Saved data entries
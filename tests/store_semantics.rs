#[path = "../src/store.rs"]
mod store;

use store::{AddError, AttendanceStore, DEMO_STUDENTS};

#[test]
fn add_trims_and_preserves_original_casing() {
    let mut roster = AttendanceStore::new();
    let record = roster.add("  Bob WILSON  ").expect("add");
    assert_eq!(record.name, "Bob WILSON");
    assert_eq!(roster.len(), 1);
    assert_eq!(roster.all()[0].name, "Bob WILSON");
    assert!(!record.time.is_empty());
    assert!(record.timestamp > 0);
}

#[test]
fn blank_input_is_rejected_without_mutation() {
    let mut roster = AttendanceStore::new();
    assert_eq!(roster.add("   "), Err(AddError::EmptyName));
    assert_eq!(roster.add(""), Err(AddError::EmptyName));
    assert!(roster.is_empty());
}

#[test]
fn duplicate_names_compare_case_insensitively() {
    let mut roster = AttendanceStore::new();
    let first = roster.add("Alice").expect("first add");
    let err = roster.add("alice").expect_err("duplicate must fail");
    assert_eq!(
        err,
        AddError::AlreadyPresent {
            name: "alice".to_string()
        }
    );
    assert_eq!(roster.len(), 1);
    // The first record is untouched by the rejected second call.
    assert_eq!(roster.all()[0].name, "Alice");
    assert_eq!(roster.all()[0].time, first.time);
    assert_eq!(roster.all()[0].timestamp, first.timestamp);
}

#[test]
fn iteration_order_tracks_insertion_and_survives_removal() {
    let mut roster = AttendanceStore::new();
    for name in ["One", "Two", "Three", "Four"] {
        roster.add(name).expect("add");
    }
    assert_eq!(roster.remove_at(1).as_deref(), Some("Two"));
    let names: Vec<&str> = roster.all().iter().map(|r| r.name.as_str()).collect();
    assert_eq!(names, ["One", "Three", "Four"]);
}

#[test]
fn out_of_range_removal_is_a_noop() {
    let mut roster = AttendanceStore::new();
    roster.add("Only One").expect("add");
    let before: Vec<String> = roster.all().iter().map(|r| r.name.clone()).collect();

    assert_eq!(roster.remove_at(1), None);
    assert_eq!(roster.remove_at(usize::MAX), None);

    let after: Vec<String> = roster.all().iter().map(|r| r.name.clone()).collect();
    assert_eq!(before, after);
    assert_eq!(roster.len(), 1);
}

#[test]
fn clear_empties_the_roster() {
    let mut roster = AttendanceStore::new();
    roster.add("A").expect("add");
    roster.add("B").expect("add");
    roster.clear();
    assert!(roster.is_empty());
    assert_eq!(roster.len(), 0);
}

#[test]
fn add_many_demo_roster_twice_adds_five_then_zero() {
    let mut roster = AttendanceStore::new();
    assert_eq!(roster.add_many(DEMO_STUDENTS), 5);
    assert_eq!(roster.add_many(DEMO_STUDENTS), 0);
    assert_eq!(roster.len(), 5);
    let names: Vec<&str> = roster.all().iter().map(|r| r.name.as_str()).collect();
    assert_eq!(names, DEMO_STUDENTS);
}

#[test]
fn add_many_skips_duplicates_and_blanks_silently() {
    let mut roster = AttendanceStore::new();
    roster.add("Alice Johnson").expect("seed");
    let added = roster.add_many(["alice johnson", "", "  ", "New Kid"]);
    assert_eq!(added, 1);
    assert_eq!(roster.len(), 2);
    assert_eq!(roster.all()[1].name, "New Kid");
}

- [To do]
For the data above, state how many of its lines contain the word "EmptyName", giving no other text.

- [Response for this exercise]
2